My phone buzzes. I bet it’s Lewis again. I wonder what he’s found out.
‘I’m sure he’d have told his mother and his sisters about you in the end,’ I tell Gabe.
He lets go of my arm. ‘I’ll never know. I might as well never have existed.’
‘If you didn’t exist, why did J send me to see you?’
‘Maybe you’re a hallucination. Maybe I knew deep down J wouldn’t have deserted me, so I’ve imagined you – to remind myself that he loved me.’
‘No, no hallucinations. I’m pretty solid, Gabe.’ I squeeze his hand to prove it. ‘What now?’

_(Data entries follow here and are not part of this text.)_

//! Per-user session state
//!
//! Holds what the user has selected in the current session: the active
//! organization and project, layout, theme and how amounts are displayed.
//! The caller owns the context and passes it by reference to whatever needs
//! it; there is no global store.

use core_kernel::{OrganizationId, ProjectId};
use domain_currency::DisplayMode;
use serde::{Deserialize, Serialize};

use crate::error::AppError;

/// Navigation layout
#[derive(Debug, Clone, Copy, Default, PartialEq, Eq, Serialize, Deserialize)]
#[serde(rename_all = "lowercase")]
pub enum LayoutMode {
    #[default]
    Sidebar,
    Compact,
}

/// Color theme
#[derive(Debug, Clone, Copy, Default, PartialEq, Eq, Serialize, Deserialize)]
#[serde(rename_all = "lowercase")]
pub enum Theme {
    Light,
    Dark,
    #[default]
    System,
}

/// Session selections
#[derive(Debug, Clone, Default, PartialEq, Eq, Serialize, Deserialize)]
pub struct SessionContext {
    organization_id: Option<OrganizationId>,
    project_id: Option<ProjectId>,
    pub layout: LayoutMode,
    pub theme: Theme,
    pub display_mode: DisplayMode,
}

impl SessionContext {
    pub fn new() -> Self {
        Self::default()
    }

    /// Starts a session inside an organization
    pub fn for_organization(organization_id: OrganizationId) -> Self {
        Self {
            organization_id: Some(organization_id),
            ..Self::default()
        }
    }

    pub fn organization_id(&self) -> Option<OrganizationId> {
        self.organization_id
    }

    pub fn project_id(&self) -> Option<ProjectId> {
        self.project_id
    }

    /// Returns the active organization or an error when none is selected
    pub fn require_organization(&self) -> Result<OrganizationId, AppError> {
        self.organization_id.ok_or(AppError::NoOrganization)
    }

    /// Switches organization
    ///
    /// The active project belongs to the previous organization and is
    /// cleared. Selecting the current organization again keeps it.
    pub fn select_organization(&mut self, organization_id: OrganizationId) {
        if self.organization_id != Some(organization_id) {
            self.project_id = None;
        }
        self.organization_id = Some(organization_id);
    }

    /// Selects a project within the active organization
    ///
    /// # Errors
    ///
    /// Returns `NoOrganization` when no organization is active.
    pub fn select_project(&mut self, project_id: ProjectId) -> Result<(), AppError> {
        self.require_organization()?;
        self.project_id = Some(project_id);
        Ok(())
    }

    /// Returns to the organization-wide view
    pub fn clear_project(&mut self) {
        self.project_id = None;
    }

    pub fn set_display_mode(&mut self, mode: DisplayMode) {
        self.display_mode = mode;
    }

    /// Cycles light, dark, system
    pub fn cycle_theme(&mut self) {
        self.theme = match self.theme {
            Theme::Light => Theme::Dark,
            Theme::Dark => Theme::System,
            Theme::System => Theme::Light,
        };
    }

    /// Ends the session, keeping layout and theme
    pub fn sign_out(&mut self) {
        self.organization_id = None;
        self.project_id = None;
        self.display_mode = DisplayMode::default();
    }
}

His eyes narrow. ‘I didn’t have any plans for tonight. I’m going to wait for him.’
‘
What?
What can you do?’
He shrugs. ‘I’ll rely on instinct for that one.’

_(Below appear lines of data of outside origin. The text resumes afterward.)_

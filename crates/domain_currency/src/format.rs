//! Locale-aware money formatting
//!
//! Produces the strings the presentation layer renders. Separators follow
//! the organization's locale; the number of decimal places comes from the
//! organization's preferences rather than from the currency.

use core_kernel::{CurrencyCode, Money};
use rust_decimal::{Decimal, RoundingStrategy};
use serde::Serialize;
use unic_langid::LanguageIdentifier;

use crate::conversion::DisplayMoney;
use crate::registry::CurrencyRegistry;

/// Digit grouping and decimal separators for a locale
#[derive(Debug, Clone, Copy, PartialEq, Eq)]
pub struct NumberLocale {
    pub decimal_separator: char,
    pub group_separator: char,
}

impl NumberLocale {
    /// `1,234.56`
    pub const POINT: NumberLocale = NumberLocale {
        decimal_separator: '.',
        group_separator: ',',
    };

    /// `1.234,56`
    pub const COMMA: NumberLocale = NumberLocale {
        decimal_separator: ',',
        group_separator: '.',
    };

    /// `1 234,56`
    pub const SPACE_COMMA: NumberLocale = NumberLocale {
        decimal_separator: ',',
        group_separator: ' ',
    };

    /// `1'234.56`
    pub const SWISS: NumberLocale = NumberLocale {
        decimal_separator: '.',
        group_separator: '\'',
    };

    /// Resolves separators from a BCP 47 tag such as `es-AR` or `en_US`
    ///
    /// Unparsable or unknown tags fall back to [`NumberLocale::POINT`].
    pub fn from_tag(tag: &str) -> Self {
        let Ok(langid) = tag.trim().parse::<LanguageIdentifier>() else {
            return Self::POINT;
        };
        let region = langid.region.as_ref().map(|r| r.as_str());

        match (langid.language.as_str(), region) {
            ("es", Some("MX" | "US" | "PR" | "DO" | "GT" | "HN" | "NI" | "PA" | "SV")) => Self::POINT,
            ("de" | "it" | "fr", Some("CH")) => Self::SWISS,
            ("es" | "pt" | "de" | "it" | "nl" | "id" | "tr" | "da", _) => Self::COMMA,
            ("fr" | "ru" | "pl" | "cs" | "sv" | "nb" | "fi" | "uk", _) => Self::SPACE_COMMA,
            _ => Self::POINT,
        }
    }
}

impl Default for NumberLocale {
    fn default() -> Self {
        Self::POINT
    }
}

/// A formatted amount with a hint for muted rendering
#[derive(Debug, Clone, PartialEq, Eq, Serialize)]
pub struct FormattedAmount {
    pub text: String,
    pub currency: CurrencyCode,
    /// True when the amount could not be converted and should be muted
    pub muted: bool,
}

/// Formats amounts with an organization's locale and decimal places
#[derive(Debug, Clone, Copy, PartialEq, Eq)]
pub struct MoneyFormatter {
    locale: NumberLocale,
    decimal_places: u32,
}

impl MoneyFormatter {
    pub fn new(locale: NumberLocale, decimal_places: u32) -> Self {
        Self {
            locale,
            decimal_places,
        }
    }

    /// Builds a formatter from a locale tag
    pub fn for_tag(tag: &str, decimal_places: u32) -> Self {
        Self::new(NumberLocale::from_tag(tag), decimal_places)
    }

    pub fn decimal_places(&self) -> u32 {
        self.decimal_places
    }

    /// Formats a bare number, e.g. `-1.234,56`
    pub fn format_amount(&self, amount: Decimal) -> String {
        let (negative, digits) = self.split_sign(amount);
        if negative {
            format!("-{digits}")
        } else {
            digits
        }
    }

    /// Formats an amount with a symbol, e.g. `-US$ 1,234.56`
    pub fn format(&self, amount: Decimal, symbol: &str) -> String {
        let (negative, digits) = self.split_sign(amount);
        let sign = if negative { "-" } else { "" };
        format!("{sign}{symbol} {digits}")
    }

    /// Formats money using the symbol from the registry, or the code when
    /// the currency is unknown
    pub fn format_money(&self, money: &Money, registry: &CurrencyRegistry) -> String {
        let symbol = registry
            .by_code(money.currency())
            .map(|c| c.symbol.as_str())
            .unwrap_or_else(|| money.currency().as_str());
        self.format(money.amount(), symbol)
    }

    /// Formats a display value and flags it for muted rendering when it
    /// could not be converted
    pub fn format_display(&self, value: &DisplayMoney, registry: &CurrencyRegistry) -> FormattedAmount {
        FormattedAmount {
            text: self.format_money(&value.money, registry),
            currency: value.money.currency().clone(),
            muted: !value.is_reliable(),
        }
    }

    fn split_sign(&self, amount: Decimal) -> (bool, String) {
        let rounded = amount.round_dp_with_strategy(self.decimal_places, RoundingStrategy::MidpointNearestEven);
        let negative = rounded.is_sign_negative() && !rounded.is_zero();
        let plain = format!("{:.*}", self.decimal_places as usize, rounded.abs());

        let (integer, fraction) = match plain.split_once('.') {
            Some((i, f)) => (i, Some(f)),
            None => (plain.as_str(), None),
        };

        let mut grouped = String::with_capacity(plain.len() + integer.len() / 3);
        for (i, ch) in integer.chars().enumerate() {
            if i > 0 && (integer.len() - i) % 3 == 0 {
                grouped.push(self.locale.group_separator);
            }
            grouped.push(ch);
        }
        if let Some(fraction) = fraction {
            grouped.push(self.locale.decimal_separator);
            grouped.push_str(fraction);
        }
        (negative, grouped)
    }
}
//! Test Data Builders
//!
//! Builders for movement rows and typed movements with sensible defaults.
//! Tests set only the fields they care about.

use chrono::NaiveDate;
use core_kernel::{CurrencyId, ExchangeRate};
use domain_finance::{FinancialMovement, MovementDate, MovementKind, MovementRow};
use rust_decimal::Decimal;
use rust_decimal_macros::dec;

use crate::fixtures::{money, IdFixtures, TemporalFixtures};

/// Builder for data-access movement rows
pub struct MovementRowBuilder {
    amount: Decimal,
    currency_id: Option<CurrencyId>,
    currency_code: Option<String>,
    exchange_rate: Option<Decimal>,
    payment_date: Option<String>,
    created_at: Option<String>,
    movement_type: Option<String>,
    sign: Option<i64>,
}

impl Default for MovementRowBuilder {
    fn default() -> Self {
        Self::new()
    }
}

impl MovementRowBuilder {
    /// An ARS income of 1000 paid on the fixture "today"
    pub fn new() -> Self {
        Self {
            amount: dec!(1000),
            currency_id: Some(IdFixtures::ars_id()),
            currency_code: None,
            exchange_rate: None,
            payment_date: Some(TemporalFixtures::today().format("%Y-%m-%d").to_string()),
            created_at: None,
            movement_type: Some("income".to_string()),
            sign: None,
        }
    }

    pub fn amount(mut self, amount: Decimal) -> Self {
        self.amount = amount;
        self
    }

    /// Identifies the currency by id only
    pub fn currency_id(mut self, id: CurrencyId) -> Self {
        self.currency_id = Some(id);
        self.currency_code = None;
        self
    }

    /// Identifies the currency by code only
    pub fn currency_code(mut self, code: &str) -> Self {
        self.currency_id = None;
        self.currency_code = Some(code.to_string());
        self
    }

    pub fn exchange_rate(mut self, rate: Decimal) -> Self {
        self.exchange_rate = Some(rate);
        self
    }

    pub fn paid_on(mut self, date: NaiveDate) -> Self {
        self.payment_date = Some(date.format("%Y-%m-%d").to_string());
        self
    }

    /// Sets the raw payment date string, valid or not
    pub fn payment_date(mut self, raw: Option<&str>) -> Self {
        self.payment_date = raw.map(str::to_string);
        self
    }

    pub fn created_at(mut self, raw: &str) -> Self {
        self.created_at = Some(raw.to_string());
        self
    }

    pub fn kind(mut self, label: &str) -> Self {
        self.movement_type = Some(label.to_string());
        self
    }

    /// Sets an explicit sign and clears the movement type
    pub fn sign(mut self, sign: i64) -> Self {
        self.sign = Some(sign);
        self.movement_type = None;
        self
    }

    pub fn build(self) -> MovementRow {
        MovementRow {
            id: None,
            amount: self.amount,
            currency_id: self.currency_id.map(|id| *id.as_uuid()),
            currency_code: self.currency_code,
            exchange_rate: self.exchange_rate,
            payment_date: self.payment_date,
            created_at: self.created_at,
            movement_type: self.movement_type,
            sign: self.sign.map(Decimal::from),
        }
    }
}

/// Builder for typed movements
pub struct MovementBuilder {
    kind: MovementKind,
    date: Option<MovementDate>,
    amount: Decimal,
    currency: String,
    recorded_rate: Option<Decimal>,
}

impl Default for MovementBuilder {
    fn default() -> Self {
        Self::new()
    }
}

impl MovementBuilder {
    /// An ARS income of 1000 on the fixture "today"
    pub fn new() -> Self {
        Self {
            kind: MovementKind::Income,
            date: Some(MovementDate::Day(TemporalFixtures::today())),
            amount: dec!(1000),
            currency: "ARS".to_string(),
            recorded_rate: None,
        }
    }

    pub fn kind(mut self, kind: MovementKind) -> Self {
        self.kind = kind;
        self
    }

    pub fn on(mut self, date: NaiveDate) -> Self {
        self.date = Some(MovementDate::Day(date));
        self
    }

    pub fn undated(mut self) -> Self {
        self.date = None;
        self
    }

    pub fn amount(mut self, amount: Decimal, currency: &str) -> Self {
        self.amount = amount;
        self.currency = currency.to_string();
        self
    }

    pub fn recorded_rate(mut self, rate: Decimal) -> Self {
        self.recorded_rate = Some(rate);
        self
    }

    pub fn build(self) -> FinancialMovement {
        let mut value = money(self.amount, &self.currency);
        if let Some(rate) = self.recorded_rate {
            value = value.with_recorded_rate(ExchangeRate::new(rate));
        }
        FinancialMovement::of_kind(self.kind, self.date, value)
    }
}
//! Core Kernel - Foundational types for the finance core
//!
//! This crate provides the fundamental building blocks used across all domain modules:
//! - Money types with precise decimal arithmetic and captured exchange rates
//! - Calendar types for time-zone aware bucketing of dated records
//! - Common identifiers and the data-source error type

pub mod money;
pub mod temporal;
pub mod identifiers;
pub mod ports;

pub use money::{Money, MoneyValue, CurrencyCode, ExchangeRate, MoneyError, INTERNAL_SCALE};
pub use temporal::{Timezone, DateRange, Granularity, TemporalError};
pub use identifiers::{OrganizationId, ProjectId, CurrencyId, MovementId};
pub use ports::PortError;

‘No. Gabe, this isn’t what J would have wanted. His father’s dangerous. I’m sure Javier just wanted this to be an end to things, not the beginning of a new
vendetta.’
‘With all due respect, Alice, it’s not your decision.’
I hear the steeliness in his voice, but I can’t let him do this. The consequences don’t bear thinking about. And it’s my fault. I brought him here. ‘Please
don’t.’
Gabe sighs. ‘I know you’re being sensible. But you must see that I don’t care about the danger. What I care about is putting things right. Justice, if you like.’
That word. It’s one of the most dangerous there is.
‘His father’s crazy, Gabe. What if he kills you too?’
Gabe shakes his head. ‘You know what? I don’t think I care.’
Maybe Gabe and Javier will end up like Meggie and Tim, on the Beach for all eternity. I don’t want that to happen, but I also know I’ve started something I can’t stop.
‘All right, Gabe. But if you’re going to do this, I want to be here.’
‘You’re a sweet kid, Alice, but I can take care of myself.’
‘That’s what J thought. I won’t try to stop you, I promise. I want justice almost as much as you do.’
I can see him thinking it through and his face relaxes a little. Even if I am only a
kid
, I sense he’s relieved that I want to see this through with him.
Gabe nods. ‘OK. But you don’t have to wait with me.’
‘I want to.’
‘Alice, don’t be dumb. He could be hours yet.’
I look at my watch. It’s just after four thirty. We’re meeting Zoe at eight, to bag a prime position for the parade – though she laughed when Sahara called it that.
It’s not clowns and Disney carnival floats. They take this seriously. So should you.